**What you have to do**
Report all lines of the data below that hold the word "Copy".

**The records**
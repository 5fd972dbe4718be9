use threadline_core::{CellKind, Coord2, PlayEngine, PuzzleLayout};

const EMPTY: &str = ".";
const OBSTACLE: &str = "#";
const TRACED: &str = "*";

/// Plain grid: waypoint numbers, `#` for obstacles, `.` for open cells.
pub fn layout(layout: &PuzzleLayout) -> String {
    grid(layout, |_| false)
}

/// Grid with every traced open cell marked `*`. Obstacles are always shown.
pub fn trace(engine: &PlayEngine) -> String {
    grid(engine.layout(), |coords| engine.is_visited(coords))
}

pub fn route(path: &[Coord2]) -> String {
    path.iter()
        .map(|(row, col)| format!("{row},{col}"))
        .collect::<Vec<_>>()
        .join(" ")
}

fn grid(layout: &PuzzleLayout, visited: impl Fn(Coord2) -> bool) -> String {
    let size = layout.size();
    let width = layout.waypoint_count().to_string().len();
    let mut out = String::new();

    for row in 0..size {
        for col in 0..size {
            if col > 0 {
                out.push(' ');
            }
            let coords = (row, col);
            let cell = match layout.kind_at(coords) {
                CellKind::Waypoint(number) => number.to_string(),
                CellKind::Obstacle => OBSTACLE.to_owned(),
                CellKind::Empty if visited(coords) => TRACED.to_owned(),
                CellKind::Empty => EMPTY.to_owned(),
            };
            out.push_str(&format!("{cell:>width$}"));
        }
        out.push('\n');
    }
    out
}
use ndarray::Array2;

/// Single coordinate axis used for grid size and cell positions.
pub type Coord = u8;

/// Count type used for cell counts and waypoint numbers.
pub type CellCount = u16;

/// Two-dimensional cell coordinates `(row, col)`.
pub type Coord2 = (Coord, Coord);

/// Seed driving every generator draw.
pub type Seed = u64;

pub trait ToNdIndex {
    type Output;
    fn to_nd_index(self) -> Self::Output;
}

impl ToNdIndex for Coord2 {
    type Output = [usize; 2];

    fn to_nd_index(self) -> Self::Output {
        [self.0.into(), self.1.into()]
    }
}

pub const fn mult(a: Coord, b: Coord) -> CellCount {
    let a = a as CellCount;
    let b = b as CellCount;
    a.saturating_mul(b)
}

/// Whether two cells share an edge.
pub const fn is_adjacent(a: Coord2, b: Coord2) -> bool {
    let dr = a.0.abs_diff(b.0);
    let dc = a.1.abs_diff(b.1);
    (dr == 1 && dc == 0) || (dr == 0 && dc == 1)
}

/// Axis-aligned step between orthogonally adjacent cells.
#[derive(Copy, Clone, Debug, PartialEq, Eq)]
pub enum Direction {
    Up,
    Down,
    Left,
    Right,
}

impl Direction {
    pub const ALL: [Direction; 4] = [Self::Up, Self::Down, Self::Left, Self::Right];

    const fn delta(self) -> (i8, i8) {
        match self {
            Self::Up => (-1, 0),
            Self::Down => (1, 0),
            Self::Left => (0, -1),
            Self::Right => (0, 1),
        }
    }

    /// Applies the step to `coords`, returning a value only when it remains inside a
    /// `size x size` grid.
    pub fn step(self, coords: Coord2, size: Coord) -> Option<Coord2> {
        let (dr, dc) = self.delta();
        let row = coords.0.checked_add_signed(dr)?;
        let col = coords.1.checked_add_signed(dc)?;
        (row < size && col < size).then_some((row, col))
    }
}

pub trait NeighborIterExt {
    fn iter_neighbors(&self, index: Coord2) -> NeighborIter;
}

impl<T> NeighborIterExt for Array2<T> {
    fn iter_neighbors(&self, index: Coord2) -> NeighborIter {
        let (rows, _) = self.dim();
        NeighborIter::new(index, Coord::try_from(rows).unwrap_or(Coord::MAX))
    }
}

/// Iterates over the in-bounds orthogonal neighbors of a cell.
#[derive(Debug)]
pub struct NeighborIter {
    center: Coord2,
    size: Coord,
    index: u8,
}

impl NeighborIter {
    pub fn new(center: Coord2, size: Coord) -> Self {
        Self {
            center,
            size,
            index: 0,
        }
    }
}

impl Iterator for NeighborIter {
    type Item = Coord2;

    fn next(&mut self) -> Option<Self::Item> {
        loop {
            let direction = *Direction::ALL.get(usize::from(self.index))?;
            self.index += 1;

            if let Some(next_item) = direction.step(self.center, self.size) {
                return Some(next_item);
            }
        }
    }
}

/// Iterates every cell of a `size x size` grid in row-major order.
pub fn iter_cells(size: Coord) -> impl Iterator<Item = Coord2> {
    (0..size).flat_map(move |row| (0..size).map(move |col| (row, col)))
}
use core::time::Duration;
use serde::{Deserialize, Serialize};

use crate::*;

#[derive(Copy, Clone, Debug, Default, PartialEq, Eq, Serialize, Deserialize)]
pub enum SessionPhase {
    /// Layout generated, hazards not shown yet.
    #[default]
    Ready,
    /// Hazards visible, moves are ignored.
    Memorizing,
    /// Hazards hidden, the trace is being drawn.
    Tracing,
    /// Goal reached; [`HazardSession::next_set`] moves on.
    SetCleared,
    /// Hazard hit with lives left; [`HazardSession::retry`] deals a fresh layout.
    Failed,
    /// Hazard hit with no lives left.
    GameOver,
    /// Every set cleared.
    LevelCleared,
}

impl SessionPhase {
    pub const fn is_finished(self) -> bool {
        matches!(self, Self::GameOver | Self::LevelCleared)
    }
}

#[derive(Copy, Clone, Debug, PartialEq, Serialize, Deserialize)]
pub enum SessionEvent {
    NoChange,
    Extended(Coord2),
    Undone(Coord2),
    SetCleared(SolveStats),
    Failed { lives_remaining: u8 },
}

/// Round loop of the hazard-avoidance game.
///
/// The caller owns all timing: it waits out [`HazardSession::begin_memorization`]'s duration
/// before calling [`HazardSession::end_memorization`], and pauses as it likes before
/// [`HazardSession::retry`] after a failure.
#[derive(Clone, Debug)]
pub struct HazardSession {
    sets: Vec<HazardConfig>,
    seed: Seed,
    set_index: usize,
    round: u64,
    lives: u8,
    phase: SessionPhase,
    engine: PlayEngine,
}

impl HazardSession {
    pub fn new(sets: Vec<HazardConfig>, seed: Seed) -> Result<Self> {
        let Some(first) = sets.first().copied() else {
            return Err(GameError::InvalidLayout("a session needs at least one set"));
        };
        for set in &sets {
            set.validate()?;
        }

        let layout = Self::deal(&first, seed, 0, 0)?;
        Ok(Self {
            sets,
            seed,
            set_index: 0,
            round: 0,
            lives: first.lives_total,
            phase: SessionPhase::Ready,
            engine: PlayEngine::new(layout, Variant::ReachGoal),
        })
    }

    /// Starts on `layout` instead of a generated first layout. Later rounds are generated as
    /// usual.
    pub fn with_layout(
        sets: Vec<HazardConfig>,
        seed: Seed,
        layout: PuzzleLayout,
    ) -> Result<Self> {
        let mut session = Self::new(sets, seed)?;
        if layout.size() != session.config().grid_size {
            return Err(GameError::InvalidLayout("layout size differs from the first set"));
        }
        if layout.waypoint_count() != 2 {
            return Err(GameError::InvalidLayout("expected exactly a start and a goal"));
        }
        session.engine = PlayEngine::new(layout, Variant::ReachGoal);
        Ok(session)
    }

    /// Session over [`HazardConfig::standard_sets`].
    pub fn standard(seed: Seed) -> Result<Self> {
        Self::new(HazardConfig::standard_sets(), seed)
    }

    pub fn phase(&self) -> SessionPhase {
        self.phase
    }

    pub fn lives(&self) -> u8 {
        self.lives
    }

    /// One-based number of the current set.
    pub fn set_number(&self) -> usize {
        self.set_index + 1
    }

    pub fn set_count(&self) -> usize {
        self.sets.len()
    }

    pub fn config(&self) -> &HazardConfig {
        &self.sets[self.set_index]
    }

    pub fn engine(&self) -> &PlayEngine {
        &self.engine
    }

    pub fn layout(&self) -> &PuzzleLayout {
        self.engine.layout()
    }

    /// What the player may see at `coords`: hazards only while memorizing, plus the one that
    /// was hit. `None` outside the grid.
    pub fn cell_view(&self, coords: Coord2) -> Option<CellState> {
        let mut state = self.engine.cell_at(coords)?;
        let revealed = matches!(self.phase, SessionPhase::Memorizing)
            || self.engine.hit_hazard() == Some(coords);
        if state.kind.is_obstacle() && !revealed {
            state.kind = CellKind::Empty;
        }
        Some(state)
    }

    /// Shows the hazards. Returns how long they should stay visible.
    pub fn begin_memorization(&mut self) -> Option<Duration> {
        if !matches!(self.phase, SessionPhase::Ready) {
            return None;
        }
        self.phase = SessionPhase::Memorizing;
        Some(self.config().reveal_duration())
    }

    /// Hides the hazards and accepts moves.
    pub fn end_memorization(&mut self) -> bool {
        if !matches!(self.phase, SessionPhase::Memorizing) {
            return false;
        }
        self.phase = SessionPhase::Tracing;
        true
    }

    pub fn attempt_move(&mut self, coords: Coord2) -> SessionEvent {
        if !matches!(self.phase, SessionPhase::Tracing) {
            return SessionEvent::NoChange;
        }
        let outcome = self.engine.attempt_move(coords);
        self.apply(outcome)
    }

    pub fn press(&mut self, coords: Coord2) -> SessionEvent {
        if !matches!(self.phase, SessionPhase::Tracing) {
            return SessionEvent::NoChange;
        }
        let outcome = self.engine.press(coords);
        self.apply(outcome)
    }

    pub fn drag_to(&mut self, coords: Coord2) -> SessionEvent {
        if !matches!(self.phase, SessionPhase::Tracing) {
            return SessionEvent::NoChange;
        }
        let outcome = self.engine.drag_to(coords);
        self.apply(outcome)
    }

    pub fn release(&mut self) {
        self.engine.release();
    }

    pub fn undo(&mut self) -> SessionEvent {
        if !matches!(self.phase, SessionPhase::Tracing) {
            return SessionEvent::NoChange;
        }
        let outcome = self.engine.undo();
        self.apply(outcome)
    }

    /// Clears the trace on the current layout.
    pub fn reset_path(&mut self) {
        if matches!(self.phase, SessionPhase::Tracing) {
            self.engine.reset();
        }
    }

    /// Deals a fresh layout for the same set after a failure.
    pub fn retry(&mut self) -> Result<bool> {
        if !matches!(self.phase, SessionPhase::Failed) {
            return Ok(false);
        }
        self.redeal()?;
        Ok(true)
    }

    /// Moves past a cleared set. Returns `false` once the last set is done.
    pub fn next_set(&mut self) -> Result<bool> {
        if !matches!(self.phase, SessionPhase::SetCleared) {
            return Ok(false);
        }
        if self.set_index + 1 >= self.sets.len() {
            self.phase = SessionPhase::LevelCleared;
            return Ok(false);
        }
        self.set_index += 1;
        self.redeal()?;
        Ok(true)
    }

    /// Back to the first set with full lives.
    pub fn restart(&mut self) -> Result<()> {
        self.set_index = 0;
        self.lives = self.sets[0].lives_total;
        self.redeal()
    }

    fn apply(&mut self, outcome: MoveOutcome) -> SessionEvent {
        match outcome {
            MoveOutcome::NoChange => SessionEvent::NoChange,
            MoveOutcome::Extended(coords) => SessionEvent::Extended(coords),
            MoveOutcome::Undone(coords) => SessionEvent::Undone(coords),
            MoveOutcome::Succeeded(stats) => {
                self.phase = SessionPhase::SetCleared;
                SessionEvent::SetCleared(stats)
            }
            MoveOutcome::HitHazard(coords) => {
                self.lives = self.lives.saturating_sub(1);
                self.phase = if self.lives == 0 {
                    SessionPhase::GameOver
                } else {
                    SessionPhase::Failed
                };
                log::debug!(
                    "Hazard hit at {coords:?} in set {}, {} lives left",
                    self.set_number(),
                    self.lives
                );
                SessionEvent::Failed {
                    lives_remaining: self.lives,
                }
            }
        }
    }

    fn redeal(&mut self) -> Result<()> {
        self.round += 1;
        let layout = Self::deal(self.config(), self.seed, self.set_index, self.round)?;
        self.engine = PlayEngine::new(layout, Variant::ReachGoal);
        self.phase = SessionPhase::Ready;
        Ok(())
    }

    /// Generator seed for attempt `round` of set `set_index`.
    fn deal_seed(seed: Seed, set_index: usize, round: u64) -> Seed {
        rng::offset(seed, (set_index as u64 + 1) * 100 + round * 1000)
    }

    fn deal(
        config: &HazardConfig,
        seed: Seed,
        set_index: usize,
        round: u64,
    ) -> Result<PuzzleLayout> {
        let seed = Self::deal_seed(seed, set_index, round);
        let puzzle = HazardPuzzleGenerator::new(seed).generate(config)?;
        Ok(puzzle.layout)
    }
}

**Completed exercise**
#[derive(Copy, Clone, Debug, PartialEq, Eq)]
#[derive(Copy, Clone, Debug, Default, PartialEq, Eq, Serialize, Deserialize)]
#[derive(Copy, Clone, Debug, PartialEq, Serialize, Deserialize)]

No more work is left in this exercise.